Collected data:
════════

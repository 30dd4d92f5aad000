//! Access to the Bitcoin Core node.
//!
//! [`NodeRpc`] lists the handful of RPC methods the transfer flows use.
//! [`CoreRpc`] implements it over `bitcoincore_rpc`, keeping one client for
//! node-level calls and one bound to the wallet endpoint.

use std::collections::HashMap;

use bitcoin::hex::DisplayHex;
use bitcoincore_rpc::bitcoin::address::NetworkUnchecked;
use bitcoincore_rpc::bitcoin::{Address, Amount, Network, Txid};
use bitcoincore_rpc::json::{AddressType, CreateRawTransactionInput};
use bitcoincore_rpc::{Auth, Client, RpcApi};
use serde::Deserialize;
use serde_json::json;

use crate::config::RpcConfig;
use crate::error::{Error, Result};

pub use bitcoincore_rpc::Result as RpcResult;

/// Subset of `getblockchaininfo`.
#[derive(Debug, Clone, PartialEq, Eq, Deserialize)]
pub struct ChainInfo {
    pub chain: String,
    pub blocks: u64,
    #[serde(rename = "bestblockhash")]
    pub best_block_hash: String,
}

/// A spendable output reported by `listunspent`.
#[derive(Debug, Clone, PartialEq, Eq)]
pub struct Utxo {
    pub txid: Txid,
    pub vout: u32,
    pub amount: Amount,
    pub confirmations: u32,
}

/// Result of `signrawtransactionwithwallet`.
#[derive(Debug, Clone, PartialEq, Eq)]
pub struct SignedTransaction {
    pub hex: String,
    pub complete: bool,
}

/// The RPC methods needed to fund, build, sign and broadcast a transfer.
pub trait NodeRpc {
    fn blockchain_info(&self) -> RpcResult<ChainInfo>;

    fn list_wallets(&self) -> RpcResult<Vec<String>>;

    fn load_wallet(&self, name: &str) -> RpcResult<()>;

    /// Trusted, confirmed wallet balance.
    fn balance(&self) -> RpcResult<Amount>;

    /// New wallet address, not yet checked against any network. `kind` of
    /// `None` uses the wallet default.
    fn new_address(
        &self,
        label: &str,
        kind: Option<AddressType>,
    ) -> RpcResult<Address<NetworkUnchecked>>;

    fn generate_to_address(&self, blocks: u64, address: &Address) -> RpcResult<Vec<String>>;

    fn send_to_address(&self, address: &Address, amount: Amount) -> RpcResult<Txid>;

    fn list_unspent(
        &self,
        min_conf: usize,
        max_conf: usize,
        address: &Address,
    ) -> RpcResult<Vec<Utxo>>;

    /// Unsigned transaction hex spending `inputs` into `outputs` (address -> amount).
    fn create_raw_transaction(
        &self,
        inputs: &[CreateRawTransactionInput],
        outputs: &HashMap<String, Amount>,
    ) -> RpcResult<String>;

    fn sign_raw_transaction(&self, hex: &str) -> RpcResult<SignedTransaction>;

    fn send_raw_transaction(&self, hex: &str) -> RpcResult<Txid>;

    /// Decoded transaction, as returned by the node.
    fn decode_raw_transaction(&self, hex: &str) -> RpcResult<serde_json::Value>;
}

/// Accept `address` only if it belongs to `network`.
pub fn require_network(address: Address<NetworkUnchecked>, network: Network) -> Result<Address> {
    let text = address.clone().assume_checked().to_string();
    address.require_network(network).map_err(|e| Error::Address {
        address: text,
        reason: e.to_string(),
    })
}

/// [`NodeRpc`] backed by a live bitcoind.
pub struct CoreRpc {
    node: Client,
    wallet: Client,
}

impl CoreRpc {
    /// Build node and wallet clients. No request is sent until the first call.
    pub fn new(config: &RpcConfig) -> RpcResult<Self> {
        let auth = || Auth::UserPass(config.user.clone(), config.password.clone());
        let node = Client::new(&config.node_url(), auth())?;
        let wallet = Client::new(&config.wallet_url(), auth())?;

        Ok(Self { node, wallet })
    }
}

impl NodeRpc for CoreRpc {
    fn blockchain_info(&self) -> RpcResult<ChainInfo> {
        self.node.call::<ChainInfo>("getblockchaininfo", &[])
    }

    fn list_wallets(&self) -> RpcResult<Vec<String>> {
        self.node.list_wallets()
    }

    fn load_wallet(&self, name: &str) -> RpcResult<()> {
        self.node.load_wallet(name).map(|_| ())
    }

    fn balance(&self) -> RpcResult<Amount> {
        self.wallet.get_balance(None, None)
    }

    fn new_address(
        &self,
        label: &str,
        kind: Option<AddressType>,
    ) -> RpcResult<Address<NetworkUnchecked>> {
        self.wallet.get_new_address(Some(label), kind)
    }

    fn generate_to_address(&self, blocks: u64, address: &Address) -> RpcResult<Vec<String>> {
        let hashes = self.wallet.generate_to_address(blocks, address)?;
        Ok(hashes.iter().map(ToString::to_string).collect())
    }

    fn send_to_address(&self, address: &Address, amount: Amount) -> RpcResult<Txid> {
        self.wallet
            .send_to_address(address, amount, None, None, None, None, None, None)
    }

    fn list_unspent(
        &self,
        min_conf: usize,
        max_conf: usize,
        address: &Address,
    ) -> RpcResult<Vec<Utxo>> {
        let addresses = [address];
        let entries = self.wallet.list_unspent(
            Some(min_conf),
            Some(max_conf),
            Some(&addresses[..]),
            None,
            None,
        )?;

        Ok(entries
            .into_iter()
            .map(|entry| Utxo {
                txid: entry.txid,
                vout: entry.vout,
                amount: entry.amount,
                confirmations: entry.confirmations,
            })
            .collect())
    }

    fn create_raw_transaction(
        &self,
        inputs: &[CreateRawTransactionInput],
        outputs: &HashMap<String, Amount>,
    ) -> RpcResult<String> {
        self.wallet
            .create_raw_transaction_hex(inputs, outputs, None, None)
    }

    fn sign_raw_transaction(&self, hex: &str) -> RpcResult<SignedTransaction> {
        let signed = self
            .wallet
            .sign_raw_transaction_with_wallet(hex, None, None)?;

        Ok(SignedTransaction {
            hex: signed.hex.to_lower_hex_string(),
            complete: signed.complete,
        })
    }

    fn send_raw_transaction(&self, hex: &str) -> RpcResult<Txid> {
        self.wallet.send_raw_transaction(hex)
    }

    fn decode_raw_transaction(&self, hex: &str) -> RpcResult<serde_json::Value> {
        // The typed result drops fields we print, so take the raw JSON.
        self.wallet
            .call::<serde_json::Value>("decoderawtransaction", &[json!(hex)])
    }
}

════════

### GOAL OF THE EXERCISE
The response must restate every entry word for word.

### RESPONSE TO THIS EXERCISE
repository 30dd4d92f5aad000
//! Access to the Bitcoin Core node.
//!
//! [`NodeRpc`] lists the handful of RPC methods the transfer flows use.
//! [`CoreRpc`] implements it over `bitcoincore_rpc`, keeping one client for
//! node-level calls and one bound to the wallet endpoint.

use std::collections::HashMap;

use bitcoin::hex::DisplayHex;
use bitcoincore_rpc::bitcoin::address::NetworkUnchecked;
use bitcoincore_rpc::bitcoin::{Address, Amount, Network, Txid};
use bitcoincore_rpc::json::{AddressType, CreateRawTransactionInput};
use bitcoincore_rpc::{Auth, Client, RpcApi};
use serde::Deserialize;
use serde_json::json;

use crate::config::RpcConfig;
use crate::error::{Error, Result};

pub use bitcoincore_rpc::Result as RpcResult;

/// Subset of `getblockchaininfo`.
#[derive(Debug, Clone, PartialEq, Eq, Deserialize)]
pub struct ChainInfo {
    pub chain: String,
    pub blocks: u64,
    #[serde(rename = "bestblockhash")]
    pub best_block_hash: String,
}

/// A spendable output reported by `listunspent`.
#[derive(Debug, Clone, PartialEq, Eq)]
pub struct Utxo {
    pub txid: Txid,
    pub vout: u32,
    pub amount: Amount,
    pub confirmations: u32,
}

/// Result of `signrawtransactionwithwallet`.
#[derive(Debug, Clone, PartialEq, Eq)]
pub struct SignedTransaction {
    pub hex: String,
    pub complete: bool,
}

/// The RPC methods needed to fund, build, sign and broadcast a transfer.
pub trait NodeRpc {
    fn blockchain_info(&self) -> RpcResult<ChainInfo>;

    fn list_wallets(&self) -> RpcResult<Vec<String>>;

    fn load_wallet(&self, name: &str) -> RpcResult<()>;

    /// Trusted, confirmed wallet balance.
    fn balance(&self) -> RpcResult<Amount>;

    /// New wallet address, not yet checked against any network. `kind` of
    /// `None` uses the wallet default.
    fn new_address(
        &self,
        label: &str,
        kind: Option<AddressType>,
    ) -> RpcResult<Address<NetworkUnchecked>>;

    fn generate_to_address(&self, blocks: u64, address: &Address) -> RpcResult<Vec<String>>;

    fn send_to_address(&self, address: &Address, amount: Amount) -> RpcResult<Txid>;

    fn list_unspent(
        &self,
        min_conf: usize,
        max_conf: usize,
        address: &Address,
    ) -> RpcResult<Vec<Utxo>>;

    /// Unsigned transaction hex spending `inputs` into `outputs` (address -> amount).
    fn create_raw_transaction(
        &self,
        inputs: &[CreateRawTransactionInput],
        outputs: &HashMap<String, Amount>,
    ) -> RpcResult<String>;

    fn sign_raw_transaction(&self, hex: &str) -> RpcResult<SignedTransaction>;

    fn send_raw_transaction(&self, hex: &str) -> RpcResult<Txid>;

    /// Decoded transaction, as returned by the node.
    fn decode_raw_transaction(&self, hex: &str) -> RpcResult<serde_json::Value>;
}

/// Accept `address` only if it belongs to `network`.
pub fn require_network(address: Address<NetworkUnchecked>, network: Network) -> Result<Address> {
    let text = address.clone().assume_checked().to_string();
    address.require_network(network).map_err(|e| Error::Address {
        address: text,
        reason: e.to_string(),
    })
}

/// [`NodeRpc`] backed by a live bitcoind.
pub struct CoreRpc {
    node: Client,
    wallet: Client,
}

impl CoreRpc {
    /// Build node and wallet clients. No request is sent until the first call.
    pub fn new(config: &RpcConfig) -> RpcResult<Self> {
        let auth = || Auth::UserPass(config.user.clone(), config.password.clone());
        let node = Client::new(&config.node_url(), auth())?;
        let wallet = Client::new(&config.wallet_url(), auth())?;

        Ok(Self { node, wallet })
    }
}

impl NodeRpc for CoreRpc {
    fn blockchain_info(&self) -> RpcResult<ChainInfo> {
        self.node.call::<ChainInfo>("getblockchaininfo", &[])
    }

    fn list_wallets(&self) -> RpcResult<Vec<String>> {
        self.node.list_wallets()
    }

    fn load_wallet(&self, name: &str) -> RpcResult<()> {
        self.node.load_wallet(name).map(|_| ())
    }

    fn balance(&self) -> RpcResult<Amount> {
        self.wallet.get_balance(None, None)
    }

    fn new_address(
        &self,
        label: &str,
        kind: Option<AddressType>,
    ) -> RpcResult<Address<NetworkUnchecked>> {
        self.wallet.get_new_address(Some(label), kind)
    }

    fn generate_to_address(&self, blocks: u64, address: &Address) -> RpcResult<Vec<String>> {
        let hashes = self.wallet.generate_to_address(blocks, address)?;
        Ok(hashes.iter().map(ToString::to_string).collect())
    }

    fn send_to_address(&self, address: &Address, amount: Amount) -> RpcResult<Txid> {
        self.wallet
            .send_to_address(address, amount, None, None, None, None, None, None)
    }

    fn list_unspent(
        &self,
        min_conf: usize,
        max_conf: usize,
        address: &Address,
    ) -> RpcResult<Vec<Utxo>> {
        let addresses = [address];
        let entries = self.wallet.list_unspent(
            Some(min_conf),
            Some(max_conf),
            Some(&addresses[..]),
            None,
            None,
        )?;

        Ok(entries
            .into_iter()
            .map(|entry| Utxo {
                txid: entry.txid,
                vout: entry.vout,
                amount: entry.amount,
                confirmations: entry.confirmations,
            })
            .collect())
    }

    fn create_raw_transaction(
        &self,
        inputs: &[CreateRawTransactionInput],
        outputs: &HashMap<String, Amount>,
    ) -> RpcResult<String> {
        self.wallet
            .create_raw_transaction_hex(inputs, outputs, None, None)
    }

    fn sign_raw_transaction(&self, hex: &str) -> RpcResult<SignedTransaction> {
        let signed = self
            .wallet
            .sign_raw_transaction_with_wallet(hex, None, None)?;

        Ok(SignedTransaction {
            hex: signed.hex.to_lower_hex_string(),
            complete: signed.complete,
        })
    }

    fn send_raw_transaction(&self, hex: &str) -> RpcResult<Txid> {
        self.wallet.send_raw_transaction(hex)
    }

    fn decode_raw_transaction(&self, hex: &str) -> RpcResult<serde_json::Value> {
        // The typed result drops fields we print, so take the raw JSON.
        self.wallet
            .call::<serde_json::Value>("decoderawtransaction", &[json!(hex)])
    }
}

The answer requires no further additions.